If the win values and std deviation for all players are right then historical data will confirm it.
Guy
12/10/2010
Arturo: This is just backwards. Using games from the past few weeks to predict today’s game absolutely minimizes the amount of personnel variation. I literally can’t think of an analytic approach that would do less to produce the variation you need. And of course all the players are on the same team, so share the team defensive adjustment. It’s success in predicting performance one or two years in the future that will answer the important questions.
arturogalletti
12/10/2010
Guy,
This is not the only thing I’m looking at but game to game gives me a lot of data to look at.

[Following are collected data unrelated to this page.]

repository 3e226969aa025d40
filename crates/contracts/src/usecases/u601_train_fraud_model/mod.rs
pub mod report;

pub use report::{ClassificationMetrics, ConfusionMatrix, SplitSizes, TrainingReport};

use crate::usecases::common::UseCaseMetadata;

pub struct TrainFraudModel;

impl UseCaseMetadata for TrainFraudModel {
    fn usecase_index() -> &'static str {
        "u601"
    }

    fn usecase_name() -> &'static str {
        "train_fraud_model"
    }

    fn display_name() -> &'static str {
        "Обучение модели фейковых заказов"
    }

    fn description() -> &'static str {
        "Обучение градиентного бустинга на размеченной истории заказов"
    }
}
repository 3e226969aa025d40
use chrono::NaiveDate;
use serde::{Deserialize, Serialize};

/// Статусы заказа, используемые в KPI
pub const STATUS_CONFIRMED: &str = "Confirmée";
pub const STATUS_CANCELLED: &str = "Annulée";
pub const STATUS_PENDING: &str = "En confirmation";

/// Фиксированный порядок статусов на графиках эволюции
pub const ORDER_STATUS_ORDER: &[&str] = &[STATUS_CONFIRMED, STATUS_PENDING, STATUS_CANCELLED];
pub const DELIVERY_STATUS_ORDER: &[&str] = &["Livrée", "Preparation Stock", "Retour"];

/// Query для GET /api/d400/orders-summary
#[derive(Debug, Clone, Default, Serialize, Deserialize)]
pub struct OrdersSummaryRequest {
    /// Начало периода для диаграмм (включительно)
    pub date_from: Option<NaiveDate>,
    /// Конец периода для диаграмм (включительно)
    pub date_to: Option<NaiveDate>,
    /// "monthly" (по дням выбранного месяца) или "annual" (по месяцам года)
    pub mode: Option<EvolutionMode>,
    /// "YYYY-MM" для monthly
    pub period: Option<String>,
    /// Год для annual
    pub year: Option<i32>,
}

#[derive(Debug, Clone, Copy, Serialize, Deserialize, PartialEq, Eq)]
#[serde(rename_all = "lowercase")]
pub enum EvolutionMode {
    Monthly,
    Annual,
}

#[derive(Debug, Clone, Serialize, Deserialize)]
pub struct OrdersSummaryResponse {
    pub kpis: OrderKpis,
    /// Круговые диаграммы: статус, магазин, источник, смена
    pub breakdowns: Vec<Breakdown>,
    pub evolution: Option<Evolution>,
    /// Минимальная и максимальная дата создания в датасете
    pub date_range: Option<(NaiveDate, NaiveDate)>,
    /// Информационные сообщения (нет колонки, пустой срез и т.п.)
    pub info: Vec<String>,
}

#[derive(Debug, Clone, Copy, Default, Serialize, Deserialize, PartialEq, Eq)]
pub struct OrderKpis {
    pub total: usize,
    pub confirmed: usize,
    pub cancelled: usize,
    pub pending: usize,
}

/// Распределение заказов по значениям одной колонки
#[derive(Debug, Clone, Serialize, Deserialize, PartialEq)]
pub struct Breakdown {
    /// Колонка-источник, например "Boutique"
    pub dimension: String,
    /// Подпись для UI
    pub title: String,
    pub slices: Vec<Slice>,
}

#[derive(Debug, Clone, Serialize, Deserialize, PartialEq, Eq)]
pub struct Slice {
    pub label: String,
    pub count: usize,
}

/// Столбчатые диаграммы эволюции заказов
#[derive(Debug, Clone, Serialize, Deserialize)]
pub struct Evolution {
    pub mode: EvolutionMode,
    /// Выбранный период ("2024-05" или "2024")
    pub selected: String,
    /// Все доступные периоды для выбранного режима
    pub available: Vec<String>,
    /// Бакеты по Etat_Commande
    pub orders: Vec<Bucket>,
    /// Бакеты по Etat_Livraison (если колонка есть)
    pub deliveries: Vec<Bucket>,
}

/// Один столбец: день месяца или номер месяца, счетчики по статусам
#[derive(Debug, Clone, Serialize, Deserialize, PartialEq)]
pub struct Bucket {
    pub key: u32,
    pub counts: Vec<Slice>,
}
use backend::routes::configure_routes;
use backend::shared::{app_state::AppState, config, logger};

#[tokio::main]
async fn main() -> anyhow::Result<()> {
    use axum::body::Body;
    use axum::http::{header, Method, Request};
    use axum::middleware::{self, Next};
    use axum::response::Response;
    use std::net::SocketAddr;
    use std::sync::Arc;
    use tokio::net::TcpListener;
    use tower_http::cors::{Any, CorsLayer};

    logger::init("backend")?;

    // Простой middleware для логирования запросов
    async fn request_logger(req: Request<Body>, next: Next) -> Response {
        let start = std::time::Instant::now();
        let method = req.method().clone();
        let uri = req.uri().clone();

        let response = next.run(req).await;

        let status = response.status().as_u16();
        let duration = start.elapsed();
        if response.status().is_server_error() {
            tracing::warn!(
                "{:>5}ms | {} {:>6} {}",
                duration.as_millis(),
                status,
                method,
                uri.path()
            );
        } else {
            tracing::info!(
                "{:>5}ms | {} {:>6} {}",
                duration.as_millis(),
                status,
                method,
                uri.path()
            );
        }
        response
    }

    let config = config::load_config()?;
    let base_dir = std::env::current_dir()?;
    tracing::info!("Working directory: {}", base_dir.display());

    let host: std::net::IpAddr = config
        .server
        .host
        .parse()
        .map_err(|e| anyhow::anyhow!("invalid server.host '{}': {e}", config.server.host))?;
    let addr = SocketAddr::new(host, config.server.port);
    let state = Arc::new(AppState::new(config, base_dir));

    let cors = CorsLayer::new()
        .allow_origin(Any)
        .allow_methods([Method::GET, Method::POST, Method::OPTIONS])
        .allow_headers([header::CONTENT_TYPE, header::ACCEPT]);

    let app = configure_routes(state)
        .layer(middleware::from_fn(request_logger))
        .layer(cors);

    tracing::info!("Attempting to bind server to http://{}", addr);
    let listener = match TcpListener::bind(addr).await {
        Ok(listener) => {
            tracing::info!("Server successfully bound to {}", addr);
            listener
        }
        Err(e) => {
            if e.kind() == std::io::ErrorKind::AddrInUse {
                tracing::error!(
                    "Error: Port {} is already in use. Please ensure no other process is using this port.",
                    addr.port()
                );
            } else {
                tracing::error!("Failed to bind to {}. Error: {}", addr, e);
            }
            return Err(e.into());
        }
    };

    axum::serve(listener, app).await?;

    Ok(())
}
use chrono::{DateTime, Utc};
use serde::{Deserialize, Serialize};

/// Отчет об обучении, сохраняется рядом с моделью
#[derive(Debug, Clone, Serialize, Deserialize)]
pub struct TrainingReport {
    pub dataset_path: String,
    /// Имя целевой колонки в исходном файле (до переименования)
    pub source_target_column: String,
    pub row_count: usize,
    pub feature_names: Vec<String>,
    pub split: SplitSizes,
    pub best_iteration: usize,
    /// None, если на валидации только один класс
    pub validation_auc: Option<f64>,
    pub test_metrics: ClassificationMetrics,
    pub encoder_saved: bool,
    pub trained_at: DateTime<Utc>,
}

#[derive(Debug, Clone, Copy, Serialize, Deserialize, PartialEq, Eq)]
pub struct SplitSizes {
    pub train: usize,
    pub validation: usize,
    pub test: usize,
}

/// Метрики бинарной классификации для класса 1 (фейковый заказ)
#[derive(Debug, Clone, Serialize, Deserialize, PartialEq)]
pub struct ClassificationMetrics {
    pub roc_auc: Option<f64>,
    pub average_precision: Option<f64>,
    pub precision: f64,
    pub recall: f64,
    pub f1: f64,
    pub confusion: ConfusionMatrix,
}

#[derive(Debug, Clone, Copy, Default, Serialize, Deserialize, PartialEq, Eq)]
pub struct ConfusionMatrix {
    pub true_negative: usize,
    pub false_positive: usize,
    pub false_negative: usize,
    pub true_positive: usize,
}

impl ConfusionMatrix {
    pub fn total(&self) -> usize {
        self.true_negative + self.false_positive + self.false_negative + self.true_positive
    }
}

impl std::fmt::Display for ConfusionMatrix {
    fn fmt(&self, f: &mut std::fmt::Formatter<'_>) -> std::fmt::Result {
        write!(
            f,
            "[[{} {}] [{} {}]]",
            self.true_negative, self.false_positive, self.false_negative, self.true_positive
        )
    }
}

Injuries and roster shakeups are key for this (value allocation and what affects it). So if Carmelo gets hurt and is replaced, I can study what the predicted and actual effect was.

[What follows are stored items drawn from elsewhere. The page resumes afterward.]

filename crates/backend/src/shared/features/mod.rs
//! Feature engineering shared by the trainer (u601) and the predictor (u602).
//!
//! Pipeline order is fixed: time features -> missing values + ordinal
//! encoding -> (inference only) alignment to the model's feature list.

pub mod align;
pub mod encoding;
pub mod preprocess;
pub mod time_features;

pub use align::align_to_features;
pub use encoding::OrdinalEncoder;
pub use preprocess::{prepare_features, EncoderMode, PreparedFeatures};
pub use time_features::{derive_time_features, find_date_column};

use thiserror::Error;

use crate::shared::frame::FrameError;

#[derive(Debug, Error)]
pub enum PipelineError {
    #[error(transparent)]
    Frame(#[from] FrameError),

    #[error("categorical column '{0}' cannot be used without a fitted encoder")]
    UnencodedCategorical(String),

    #[error("categorical column '{0}' was not seen when the encoder was fitted")]
    UnknownCategoricalColumn(String),

    #[error("feature matrix has {actual} columns, model expects {expected}")]
    FeatureCountMismatch { expected: usize, actual: usize },

    #[error("model error: {0}")]
    Model(String),
}

/// Dense numeric feature matrix, stored column by column
#[derive(Debug, Clone, Default, PartialEq)]
pub struct FeatureFrame {
    names: Vec<String>,
    columns: Vec<Vec<f64>>,
    height: usize,
}

impl FeatureFrame {
    pub fn new(names: Vec<String>, columns: Vec<Vec<f64>>, height: usize) -> Result<Self, FrameError> {
        if names.len() != columns.len() {
            return Err(FrameError::LengthMismatch {
                name: "<feature names>".to_string(),
                expected: columns.len(),
                actual: names.len(),
            });
        }
        for (name, column) in names.iter().zip(&columns) {
            if column.len() != height {
                return Err(FrameError::LengthMismatch {
                    name: name.clone(),
                    expected: height,
                    actual: column.len(),
                });
            }
        }
        Ok(Self {
            names,
            columns,
            height,
        })
    }

    pub fn names(&self) -> &[String] {
        &self.names
    }

    pub fn height(&self) -> usize {
        self.height
    }

    pub fn width(&self) -> usize {
        self.columns.len()
    }

    pub fn column(&self, name: &str) -> Option<&[f64]> {
        self.names
            .iter()
            .position(|n| n == name)
            .map(|idx| self.columns[idx].as_slice())
    }

    pub fn column_at(&self, idx: usize) -> &[f64] {
        &self.columns[idx]
    }

    #[inline]
    pub fn value(&self, row: usize, col: usize) -> f64 {
        self.columns[col][row]
    }

    #[cfg(test)]
    pub fn row(&self, row: usize) -> Vec<f64> {
        self.columns.iter().map(|c| c[row]).collect()
    }

    pub fn take_rows(&self, indices: &[usize]) -> FeatureFrame {
        FeatureFrame {
            names: self.names.clone(),
            columns: self
                .columns
                .iter()
                .map(|c| indices.iter().map(|&i| c[i]).collect())
                .collect(),
            height: indices.len(),
        }
    }
}

#[cfg(test)]
mod tests {
    use super::*;

    #[test]
    fn rows_and_columns_agree() {
        let frame = FeatureFrame::new(
            vec!["a".into(), "b".into()],
            vec![vec![1.0, 2.0, 3.0], vec![10.0, 20.0, 30.0]],
            3,
        )
        .unwrap();
        assert_eq!(frame.row(1), vec![2.0, 20.0]);
        assert_eq!(frame.column("b"), Some(&[10.0, 20.0, 30.0][..]));
        assert_eq!(frame.take_rows(&[2, 0]).row(0), vec![3.0, 30.0]);
    }

    #[test]
    fn ragged_columns_are_rejected() {
        let err = FeatureFrame::new(vec!["a".into()], vec![vec![1.0]], 2);
        assert!(err.is_err());
    }
}
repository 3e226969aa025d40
use contracts::shared::order_schema::{canonical_name, EXPECTED_UPLOAD_COLUMNS, PREDICTION_COLUMN};
use contracts::usecases::common::{UseCaseError, UseCaseMetadata};
use contracts::usecases::u602_predict_fraud::{
    ColumnMismatch, PredictFraud, PredictionFailure, PredictionResponse, RowPrediction,
};
use std::collections::BTreeSet;
use std::path::{Path, PathBuf};
use thiserror::Error;
use uuid::Uuid;

use crate::shared::config::{resolve_path, Config};
use crate::shared::data::artifact_store;
use crate::shared::features::{
    align_to_features, derive_time_features, prepare_features, EncoderMode, OrdinalEncoder,
};
use crate::shared::frame::{rename_with, RawTable};
use crate::shared::gbdt::FraudClassifier;

#[derive(Debug, Error)]
pub enum PredictError {
    #[error("uploaded columns do not match, expected {expected:?}, found {found:?}")]
    Validation {
        expected: Vec<String>,
        found: Vec<String>,
    },

    #[error("prediction failed: {0}")]
    Pipeline(String),
}

impl PredictError {
    fn pipeline(e: impl std::fmt::Display) -> Self {
        PredictError::Pipeline(e.to_string())
    }

    /// Тело ответа для клиента
    pub fn to_failure(&self) -> PredictionFailure {
        match self {
            PredictError::Validation { expected, found } => PredictionFailure {
                error: UseCaseError::validation(self.to_string()),
                column_mismatch: Some(ColumnMismatch {
                    expected: expected.clone(),
                    found: found.clone(),
                }),
            },
            PredictError::Pipeline(cause) => PredictionFailure {
                error: UseCaseError::pipeline("prediction failed").with_details(cause.clone()),
                column_mismatch: None,
            },
        }
    }
}

/// Набор колонок должен совпасть с ожидаемым (порядок не важен)
pub fn validate_columns(headers: &[String]) -> Result<(), PredictError> {
    let expected: BTreeSet<&str> = EXPECTED_UPLOAD_COLUMNS.iter().copied().collect();
    let found: BTreeSet<&str> = headers.iter().map(String::as_str).collect();
    if expected == found && found.len() == headers.len() {
        return Ok(());
    }
    Err(PredictError::Validation {
        expected: EXPECTED_UPLOAD_COLUMNS.iter().map(|s| s.to_string()).collect(),
        found: headers.to_vec(),
    })
}

/// Scored upload: per-row output plus the augmented table
#[derive(Debug, Clone)]
pub struct PredictionOutcome {
    pub probabilities: Vec<f64>,
    pub predictions: Vec<u8>,
    /// Original upload with the prediction column appended
    pub augmented: RawTable,
}

impl PredictionOutcome {
    pub fn flagged_count(&self) -> usize {
        self.predictions.iter().filter(|&&p| p == 1).count()
    }
}

/// Scores an upload with an already loaded model and encoder.
///
/// The table is validated, renamed to internal names, passed through the
/// same feature pipeline as training and aligned to the model's features.
/// The prediction column is appended to the untouched original table.
pub fn predict(
    table: &RawTable,
    model: &dyn FraudClassifier,
    encoder: Option<&OrdinalEncoder>,
    threshold: f64,
) -> Result<PredictionOutcome, PredictError> {
    validate_columns(&table.headers())?;

    let typed = table.typed().map_err(PredictError::pipeline)?;
    let mut frame = rename_with(&typed, |name| canonical_name(name).unwrap_or(name).to_string())
        .map_err(PredictError::pipeline)?;
    derive_time_features(&mut frame).map_err(PredictError::pipeline)?;

    let prepared =
        prepare_features(&frame, EncoderMode::Apply(encoder)).map_err(PredictError::pipeline)?;
    let aligned = align_to_features(&prepared.features, model.feature_names());
    let probabilities = model
        .predict_proba(&aligned)
        .map_err(PredictError::pipeline)?;

    let predictions: Vec<u8> = probabilities
        .iter()
        .map(|&p| u8::from(p >= threshold))
        .collect();
    let augmented = table
        .clone()
        .with_column(
            PREDICTION_COLUMN,
            predictions.iter().map(|p| p.to_string()).collect(),
        )
        .map_err(PredictError::pipeline)?;

    Ok(PredictionOutcome {
        probabilities,
        predictions,
        augmented,
    })
}

/// Executor для UseCase предсказания: артефакты читаются с диска на каждый запуск
pub struct PredictExecutor {
    model_path: PathBuf,
    encoder_path: PathBuf,
    threshold: f64,
}

impl PredictExecutor {
    pub fn new(model_path: PathBuf, encoder_path: PathBuf, threshold: f64) -> Self {
        Self {
            model_path,
            encoder_path,
            threshold,
        }
    }

    pub fn from_config(config: &Config, base_dir: &Path) -> Self {
        Self::new(
            resolve_path(base_dir, &config.model.model_path),
            resolve_path(base_dir, &config.model.encoder_path),
            config.model.threshold,
        )
    }

    pub fn execute(&self, table: &RawTable, file_name: &str) -> Result<PredictionResponse, PredictError> {
        let run_id = Uuid::new_v4().to_string();
        tracing::info!(
            "{} [{}] scoring '{}': {} rows",
            PredictFraud::full_name(),
            run_id,
            file_name,
            table.row_count()
        );

        // columns are checked before touching the artifacts
        validate_columns(&table.headers())?;
        let model = artifact_store::load_model(&self.model_path).map_err(PredictError::pipeline)?;
        let encoder =
            artifact_store::load_encoder(&self.encoder_path).map_err(PredictError::pipeline)?;
        if encoder.is_none() {
            tracing::debug!("[{}] No encoder artifact, numeric features only", run_id);
        }

        let outcome = predict(table, &model, encoder.as_ref(), self.threshold)?;
        let export_csv = outcome
            .augmented
            .to_csv()
            .map_err(PredictError::pipeline)?;

        tracing::info!(
            "[{}] {} of {} rows flagged as fake",
            run_id,
            outcome.flagged_count(),
            outcome.predictions.len()
        );

        Ok(PredictionResponse {
            run_id,
            file_name: file_name.to_string(),
            row_count: outcome.predictions.len(),
            flagged_count: outcome.flagged_count(),
            threshold: self.threshold,
            predictions: outcome
                .probabilities
                .iter()
                .zip(&outcome.predictions)
                .enumerate()
                .map(|(row_index, (&probability, &prediction))| RowPrediction {
                    row_index,
                    probability,
                    prediction,
                })
                .collect(),
            export_file_name: export_file_name(file_name),
            export_csv,
        })
    }
}

/// "orders.csv" -> "orders_predictions.csv"
pub fn export_file_name(file_name: &str) -> String {
    let stem = Path::new(file_name)
        .file_stem()
        .and_then(|s| s.to_str())
        .filter(|s| !s.is_empty())
        .unwrap_or("upload");
    format!("{}_predictions.csv", stem)
}
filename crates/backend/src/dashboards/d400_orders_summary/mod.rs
pub mod repository;
pub mod service;
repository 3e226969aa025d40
pub mod common;
pub mod u601_train_fraud_model;
pub mod u602_predict_fraud;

Predictive over time is something I feel good about at this point (i.e, I have something that does a fairly decent job it just needs improvement). I’m more concerned about factors that affect player performance (teammates for example and Homecourt) in the short term and how to account for those.
Guy
12/09/2010
Interesting. But it’s hard to evaluate 80% success. How often does the favorite win in the NBA? (Just picking the home team gets you to 60%.) So I think you have to compare it to other metrics to know if 80% is good, bad, or in between.

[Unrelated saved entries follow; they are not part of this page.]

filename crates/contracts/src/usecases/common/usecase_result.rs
use serde::{Deserialize, Serialize};

/// Ошибка выполнения UseCase в виде, пригодном для ответа API
#[derive(Debug, Clone, Serialize, Deserialize, PartialEq)]
pub struct UseCaseError {
    pub code: String,
    pub message: String,
    pub details: Option<String>,
}

impl UseCaseError {
    pub fn new(code: impl Into<String>, message: impl Into<String>) -> Self {
        Self {
            code: code.into(),
            message: message.into(),
            details: None,
        }
    }

    pub fn with_details(mut self, details: impl Into<String>) -> Self {
        self.details = Some(details.into());
        self
    }

    pub fn validation(message: impl Into<String>) -> Self {
        Self::new("VALIDATION_ERROR", message)
    }

    pub fn pipeline(message: impl Into<String>) -> Self {
        Self::new("PIPELINE_ERROR", message)
    }

    pub fn is_validation(&self) -> bool {
        self.code == "VALIDATION_ERROR"
    }
}

impl std::fmt::Display for UseCaseError {
    fn fmt(&self, f: &mut std::fmt::Formatter<'_>) -> std::fmt::Result {
        write!(f, "[{}] {}", self.code, self.message)?;
        if let Some(details) = &self.details {
            write!(f, ": {}", details)?;
        }
        Ok(())
    }
}

impl std::error::Error for UseCaseError {}

#[cfg(test)]
mod tests {
    use super::*;

    #[test]
    fn display_includes_details() {
        let err = UseCaseError::pipeline("prediction failed").with_details("model file missing");
        assert_eq!(
            err.to_string(),
            "[PIPELINE_ERROR] prediction failed: model file missing"
        );
        assert!(!err.is_validation());
        assert!(UseCaseError::validation("bad columns").is_validation());
    }
}
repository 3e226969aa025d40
/// Метаданные UseCase для идентификации в логах и ответах API
pub trait UseCaseMetadata {
    /// Индекс UseCase (например, "u601")
    fn usecase_index() -> &'static str;

    /// Техническое имя (например, "train_fraud_model")
    fn usecase_name() -> &'static str;

    /// Отображаемое имя для UI
    fn display_name() -> &'static str;

    fn description() -> &'static str {
        ""
    }

    /// Полное имя вида "u601_train_fraud_model"
    fn full_name() -> String {
        format!("{}_{}", Self::usecase_index(), Self::usecase_name())
    }
}

#[cfg(test)]
mod tests {
    use super::*;
    use crate::usecases::u601_train_fraud_model::TrainFraudModel;
    use crate::usecases::u602_predict_fraud::PredictFraud;

    #[test]
    fn full_name_joins_index_and_name() {
        assert_eq!(TrainFraudModel::full_name(), "u601_train_fraud_model");
        assert_eq!(PredictFraud::full_name(), "u602_predict_fraud");
    }
}
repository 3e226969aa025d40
use polars::prelude::*;
use thiserror::Error;

use crate::shared::frame::{format_number, is_text, numeric_values, text_values, FrameError};

const POSITIVE: &[&str] = &["1", "true", "yes", "oui", "vrai"];
const NEGATIVE: &[&str] = &["0", "false", "no", "non", "faux"];

#[derive(Debug, Error)]
pub enum LabelError {
    /// `row` counts data rows from 1, the header excluded
    #[error("data row {row}: '{value}' is not a 0/1 label")]
    Invalid { row: usize, value: String },

    #[error(transparent)]
    Frame(#[from] FrameError),
}

/// Приведение целевой колонки к 0/1.
///
/// Числа: 0 -> 0, любое другое целое -> 1, дробные значения недопустимы.
/// Текст: true/yes/oui/1 и false/no/non/0 без учета регистра.
/// Пустая ячейка недопустима.
pub fn coerce_labels(column: &Column) -> Result<Vec<u8>, LabelError> {
    if is_text(column) {
        return text_values(column)?
            .into_iter()
            .enumerate()
            .map(|(idx, value)| {
                let text = value.as_deref().unwrap_or("").trim().to_lowercase();
                if POSITIVE.contains(&text.as_str()) {
                    Ok(1)
                } else if NEGATIVE.contains(&text.as_str()) {
                    Ok(0)
                } else {
                    Err(LabelError::Invalid {
                        row: idx + 1,
                        value: value.unwrap_or_default(),
                    })
                }
            })
            .collect();
    }
    numeric_values(column)?
        .into_iter()
        .enumerate()
        .map(|(idx, value)| match value {
            Some(v) if v == 0.0 => Ok(0),
            Some(v) if v.fract() == 0.0 => Ok(1),
            other => Err(LabelError::Invalid {
                row: idx + 1,
                value: other.map(format_number).unwrap_or_default(),
            }),
        })
        .collect()
}

/// Краткая сводка для лога: "n0 / n1"
pub fn class_balance(labels: &[u8]) -> String {
    let positives = labels.iter().filter(|&&y| y == 1).count();
    format!(
        "{} legit / {} fake",
        format_number((labels.len() - positives) as f64),
        format_number(positives as f64)
    )
}
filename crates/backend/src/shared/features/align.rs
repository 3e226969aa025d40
use contracts::shared::order_schema::NUMERIC_MISSING;

use super::FeatureFrame;

/// Reindexes the features to exactly `feature_names`, in that order.
///
/// Names missing from the input are filled with `-999`, extra input
/// columns are dropped.
pub fn align_to_features(features: &FeatureFrame, feature_names: &[String]) -> FeatureFrame {
    let height = features.height();
    let mut missing = Vec::new();

    let columns: Vec<Vec<f64>> = feature_names
        .iter()
        .map(|name| match features.column(name) {
            Some(values) => values.to_vec(),
            None => {
                missing.push(name.as_str());
                vec![NUMERIC_MISSING; height]
            }
        })
        .collect();

    let dropped: Vec<&str> = features
        .names()
        .iter()
        .filter(|n| !feature_names.contains(n))
        .map(String::as_str)
        .collect();
    if !missing.is_empty() || !dropped.is_empty() {
        tracing::info!(
            "Feature alignment: filled {:?} with {}, dropped {:?}",
            missing,
            NUMERIC_MISSING,
            dropped
        );
    }

    FeatureFrame {
        names: feature_names.to_vec(),
        columns,
        height,
    }
}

Predicting wins for teams with significant roster changes is also a good test. Intact teams will tend to perform the same, and so doesn’t necessarily tell us a lot about how well metrics are dividing up credit among players.
EvanZ
12/09/2010
What does the retrodiction get you?
Guy
12/10/2010
Predicting futue wins on teams with personnel changes will, I think, tell us how well metrics are measuring current player production. Obviously, players’ individual production will vary by season, but all metrics will face that same challenge. The metrics with the most “signal” (measure of player’s real productivity) should do the best predicting.
Evanz
12/10/2010
lol
Guy, my question was literal. I wanted to know what the result of his retrodiction was.
Guy
12/10/2010
Funny.
I do agree with bduran: there’s no point in predicting games based on last 10 games. The whole point of the exercise is to maximize the change in personnel, and Arturo’s method ensures almost no change. And we already know that team point differential (aka WP48) is good predictor of wins/losses.
EvanZ
12/10/2010
I think I didn’t fully understand what Arturo was saying. I thought his first statement was that he did retrodiction for a couple of seasons – i.e. predicting the next season with the previous season’s data. Apparently, that is not what he did. But those are the data we all want to see. Right?
Jon
12/09/2010
Arturo,
I’ve collected most of the predictions from the smackdown and they are almost all similarly bad (below the performance of last year’s records). There is one doing a bit better than the rest (RoBlog) but still well below Vegas, ESPN, Hollinger, and Simmons. Most of the WoW blogs tended to be higher on GS than others, higher on NJ than others, higher on Port than others, higher on Sac than others, etc.
EvanZ
12/09/2010
yeah, I reported similar findings a few days ago atmy blog.
Jon
12/09/2010
If it makes you feel better the one model/prediction set doing worse than everyone (even WoW) is Kevin Pelton’s model SCHOENE. It had Atlanta with a losing record, Boston near .500, Cleveland at .500, the Lakers at .550, and NJ better than Utah! I’m impressed that he actually published those results rather than just scrapping it on the spot.
arturogalletti
12/10/2010
Jon,
I have no problem with the fact that we may have not gotten it right the first time. There were a huge number of variables to consider. That said, I kinda want to hold my evaluation until the full year is in.
entityabyss
12/09/2010
Wait, I’m a little bothered. I took a long time to do what I wrote in my comment way above. So for Guy or anyone else, I did find out if rodman increased their rebounds by the amount WP would suggest. The answer is yes.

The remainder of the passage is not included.